La reemergencia de los talleres, como expresión de una nueva dinámica de relación entre sujeto cognoscente y sujeto conocido, permitió prácticas de investigación-acción en las que se revalorizaron las experiencias de vida, las historias locales, las voces populares, las memorias, todos elementos que ingresaron con fuerza en las metodologías de las ciencias sociales.

Generar nuevos dispositivos de comunicación se convierte en un desafío. Textos que no fueran solamente traducción del saber docto, sino que una síntesis de la relación dialéctica entre quienes quieren conocer y quienes son conocidos, en un proceso de interpelación mutua que transforma a los actores del proceso, define las reflexiones teórico-metodológicas en el trabajo social, la antropología, la historia y la sociología.

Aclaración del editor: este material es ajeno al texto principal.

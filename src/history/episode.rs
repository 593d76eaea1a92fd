use std::path::Path;

use crate::{
    charts::general::{assets_chart, buy_sell_chart},
    constants::files::{BUY_SELL_PLOT, TRADING_PLOT},
    error::Result,
    gym::{Action, Observation, Snapshot},
    utils::create_folder_if_not_exists,
};

/// Step-by-step record of one evaluation episode.
#[derive(Debug, Default, Clone, PartialEq)]
pub struct EpisodeHistory {
    pub actions: Vec<Action>,
    /// Price each step executed at
    pub prices: Vec<f64>,
    pub cash: Vec<f64>,
    pub positioned: Vec<f64>,
    pub portfolio: Vec<f64>,
    pub rewards: Vec<f64>,
    /// Steps where a buy or sell actually filled
    pub buys: Vec<usize>,
    pub sells: Vec<usize>,
}

impl EpisodeHistory {
    pub fn new() -> Self {
        Self::default()
    }

    pub fn len(&self) -> usize {
        self.actions.len()
    }

    pub fn is_empty(&self) -> bool {
        self.actions.is_empty()
    }

    /// Record one step. `before` is the observation the action was chosen from.
    pub fn push(
        &mut self,
        before: &Observation,
        action: Action,
        snapshot: &Snapshot,
        portfolio_value: f64,
    ) {
        let step = self.actions.len();
        let after = &snapshot.observation;

        if after.position > before.position {
            self.buys.push(step);
        } else if after.position < before.position {
            self.sells.push(step);
        }

        self.actions.push(action);
        self.prices.push(before.price);
        self.cash.push(after.balance);
        self.positioned.push(portfolio_value - after.balance);
        self.portfolio.push(portfolio_value);
        self.rewards.push(snapshot.reward);
    }

    pub fn final_assets(&self) -> Option<f64> {
        self.portfolio.last().copied()
    }

    pub fn total_reward(&self) -> f64 {
        self.rewards.iter().sum()
    }

    pub fn record(&self, dir: &Path) -> Result<()> {
        create_folder_if_not_exists(dir)?;

        assets_chart(
            dir,
            TRADING_PLOT,
            &self.portfolio,
            &self.cash,
            Some(self.positioned.as_slice()),
        )?;
        buy_sell_chart(dir, BUY_SELL_PLOT, &self.prices, &self.buys, &self.sells)?;
        Ok(())
    }
}
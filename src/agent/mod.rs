use std::path::Path;

use rand::{rngs::StdRng, Rng, SeedableRng};

use crate::{
    config::AgentConfig,
    error::Result,
    gym::{Action, Observation},
};

use table::{QTable, StateKey};

pub mod table;
pub mod train;

/// Epsilon-greedy tabular Q-learning agent.
#[derive(Debug, Clone)]
pub struct QAgent<R = StdRng> {
    config: AgentConfig,
    table: QTable,
    exploration_rate: f64,
    min_exploration: f64,
    rng: R,
}

impl QAgent<StdRng> {
    /// Agent with a reproducible random source when `seed` is given.
    pub fn seeded(config: AgentConfig, seed: Option<u64>) -> Result<Self> {
        let rng = match seed {
            Some(seed) => StdRng::seed_from_u64(seed),
            None => StdRng::from_entropy(),
        };
        Self::new(config, rng)
    }
}

impl<R: Rng> QAgent<R> {
    pub fn new(config: AgentConfig, rng: R) -> Result<Self> {
        config.validate()?;

        Ok(Self {
            table: QTable::new(config.discretizer()),
            exploration_rate: config.exploration_rate,
            min_exploration: config.min_exploration,
            config,
            rng,
        })
    }

    pub fn config(&self) -> &AgentConfig {
        &self.config
    }

    pub fn table(&self) -> &QTable {
        &self.table
    }

    pub fn exploration_rate(&self) -> f64 {
        self.exploration_rate
    }

    /// Pure exploitation from here on, used for evaluation.
    pub fn disable_exploration(&mut self) {
        self.exploration_rate = 0.0;
        self.min_exploration = 0.0;
    }

    pub fn discretize(&self, observation: &Observation) -> StateKey {
        self.table.discretizer().key(observation)
    }

    pub fn choose_action(&mut self, observation: &Observation) -> Action {
        if self.exploration_rate > 0.0 && self.rng.gen::<f64>() < self.exploration_rate {
            return Action::random(&mut self.rng);
        }

        self.greedy_action(observation)
    }

    pub fn greedy_action(&self, observation: &Observation) -> Action {
        self.table.best_action(&self.discretize(observation))
    }

    pub fn learn(
        &mut self,
        observation: &Observation,
        action: Action,
        reward: f64,
        next_observation: &Observation,
        done: bool,
    ) {
        let key = self.discretize(observation);
        let next_key = self.discretize(next_observation);

        self.table.row_mut(next_key);
        let target = if done {
            reward
        } else {
            reward + self.config.discount_factor * self.table.max_value(&next_key)
        };

        let value = &mut self.table.row_mut(key)[action];
        *value += self.config.learning_rate * (target - *value);
    }

    pub fn decay_exploration(&mut self) {
        self.exploration_rate =
            (self.exploration_rate * self.config.exploration_decay).max(self.min_exploration);
    }

    pub fn persist(&self, destination: &Path) -> Result<()> {
        self.table.persist(destination)
    }

    /// Replace the table with one read from `source`.
    pub fn restore(&mut self, source: &Path) -> Result<()> {
        self.table = QTable::restore(source, self.config.discretizer())?;
        Ok(())
    }
}
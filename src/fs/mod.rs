//! Filesystem utilities.
//!
//! Provides the atomic file write used by the config writer so a failed
//! write never leaves a half-written file observable at the target path.

pub mod atomic;

pub use atomic::atomic_write;
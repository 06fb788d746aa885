//! CLI argument parsing for the unattended-config tool.
//!
//! Uses clap derive macros for declarative argument definitions. The tool
//! is a thin inspection/authoring surface over the library: it validates,
//! prints, and writes unattended config files.

use clap::{Parser, Subcommand};
use std::path::PathBuf;

/// Inspect and author unattended-installation config files.
#[derive(Parser, Debug)]
#[command(name = "unattended-config")]
#[command(author, version, about, long_about = None)]
pub struct Cli {
    #[command(subcommand)]
    pub command: Command,
}

#[derive(Subcommand, Debug)]
pub enum Command {
    /// Validate a config file.
    ///
    /// Exits 0 if the file parses and validates, 2 if it does not exist,
    /// and 1 with a diagnostic naming the offending section otherwise.
    Validate(ValidateArgs),

    /// Print the parsed configuration.
    Show(ShowArgs),

    /// Write a fresh config file, backing up any existing one.
    ///
    /// Omitted flags are omitted from the file rather than written as
    /// empty keys. Prints the backup file name when one is made.
    Write(WriteArgs),
}

#[derive(Parser, Debug)]
pub struct ValidateArgs {
    /// Path to the config file.
    pub path: PathBuf,
}

#[derive(Parser, Debug)]
pub struct ShowArgs {
    /// Path to the config file.
    pub path: PathBuf,

    /// Print as JSON instead of a human-readable summary.
    #[arg(long)]
    pub json: bool,
}

#[derive(Parser, Debug)]
pub struct WriteArgs {
    /// Path to write the config file to.
    pub path: PathBuf,

    /// Locale identifier (e.g. pt_BR.utf8).
    #[arg(long)]
    pub locale: Option<String>,

    /// Image filename to install.
    #[arg(long)]
    pub image: Option<String>,

    /// Block device pattern: a full path for an exact match, or a bare
    /// prefix matched against device basenames.
    #[arg(long = "block-device")]
    pub block_device: Option<String>,

    /// DMI vendor string for a [Computer 1] section.
    #[arg(long)]
    pub vendor: Option<String>,

    /// DMI product string for a [Computer 1] section.
    #[arg(long)]
    pub product: Option<String>,
}

impl Cli {
    pub fn parse_args() -> Self {
        Self::parse()
    }
}
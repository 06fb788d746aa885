//! Configuration model for unattended installations.
//!
//! A [`Config`] is produced wholesale by [`Config::load`](crate::Config::load)
//! and is read-only afterwards; it has no back-reference to the file it
//! came from.

use serde::Serialize;

/// Outcome of asking whether a config's computer constraints cover a
/// machine.
#[derive(Debug, Clone, Copy, PartialEq, Eq)]
pub enum ComputerMatch {
    /// The file declared no computer constraints at all ("don't care").
    NotSpecified,
    /// At least one declared entry matches the supplied vendor/product.
    Matches,
    /// Constraints were declared and none of them match.
    DoesNotMatch,
}

/// A (vendor, product) pair identifying a class of hardware.
///
/// Case is preserved as authored; comparison happens case-insensitively at
/// match time.
#[derive(Debug, Clone, PartialEq, Eq, Serialize)]
pub struct ComputerMatcher {
    pub vendor: String,
    pub product: String,
}

/// A rule selecting block devices, chosen by the pattern's first character.
#[derive(Debug, Clone, PartialEq, Eq, Serialize)]
#[serde(rename_all = "snake_case")]
pub enum DeviceMatcher {
    /// Pattern began with `/`: the whole device path must be equal.
    ExactPath(String),
    /// Bare pattern: the device path's final component must start with it.
    BasenamePrefix(String),
}

impl DeviceMatcher {
    /// Build a matcher from a pattern string. An empty pattern is
    /// rejected: it would match everything, which omitting the key
    /// already expresses.
    pub fn new(pattern: &str) -> Option<Self> {
        if pattern.is_empty() {
            None
        } else if pattern.starts_with('/') {
            Some(DeviceMatcher::ExactPath(pattern.to_owned()))
        } else {
            Some(DeviceMatcher::BasenamePrefix(pattern.to_owned()))
        }
    }

    /// Whether `device_path` satisfies this rule. Matching is purely
    /// textual; symlinks are not resolved.
    pub fn matches(&self, device_path: &str) -> bool {
        match self {
            DeviceMatcher::ExactPath(path) => path == device_path,
            DeviceMatcher::BasenamePrefix(prefix) => {
                let basename = device_path.rsplit('/').next().unwrap_or(device_path);
                basename.starts_with(prefix.as_str())
            }
        }
    }
}

/// The `[Image]` section: which disk image to install, and onto what.
#[derive(Debug, Clone, Default, PartialEq, Eq, Serialize)]
pub struct ImageSpec {
    /// Image file to install; `None` selects no specific image.
    pub filename: Option<String>,
    /// Device constraint; `None` matches every device.
    pub device: Option<DeviceMatcher>,
}

/// An administrator-supplied unattended-installation configuration.
#[derive(Debug, Clone, Default, Serialize)]
pub struct Config {
    pub(crate) locale: Option<String>,
    pub(crate) computers: Vec<ComputerMatcher>,
    pub(crate) image: Option<ImageSpec>,
}

impl Config {
    /// The configured locale identifier (e.g. `pt_BR.utf8`), if any.
    pub fn locale(&self) -> Option<&str> {
        self.locale.as_deref()
    }

    /// The configured image filename, if any.
    pub fn image(&self) -> Option<&str> {
        self.image.as_ref().and_then(|i| i.filename.as_deref())
    }

    /// Declared computer matchers, in file order.
    pub fn computers(&self) -> &[ComputerMatcher] {
        &self.computers
    }
}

La interpelación a los métodos tradicionales de investigación se complementó con una crítica al ensayismo reinante en las ciencias sociales. La incorporación de técnicas estadísticas cuantitativas, el renacer de la encuesta y, con más fuerza, las técnicas cualitativas cambiaron el quehacer disciplinario, penetrando incluso en algunas escuelas universitarias. Un ejemplo de ello fue la actividad de reflexión promovida por el Colectivo de Trabajo Social, organización compuesta por profesionales formadas en la Universidad Católica y que a comienzos de los años ochenta habían comenzado una etapa de reflexión sistemática sobre el trabajo social y sus componentes teórico-metodológicos.

Nuestra propuesta de nuevas formas de implementar la intervención social, de repensar el trabajo con el mundo popular, fue difundida a través de una pequeña revista llamada Apuntes para el trabajo social. Su distribución se hizo a través de los distintos trabajadores sociales de las ONG y del Celats a nivel latinoamericano. Después insistimos en hacer llegar la revista a la Escuela de Trabajo Social de la Universidad Católica, contactándonos con distintas generaciones de estudiantes. Ahí empezamos a establecer alianzas y finalmente la escuela nos terminó invitando y reconociendo como parte del mundo del trabajo social43 (Paulina Saball, SUR).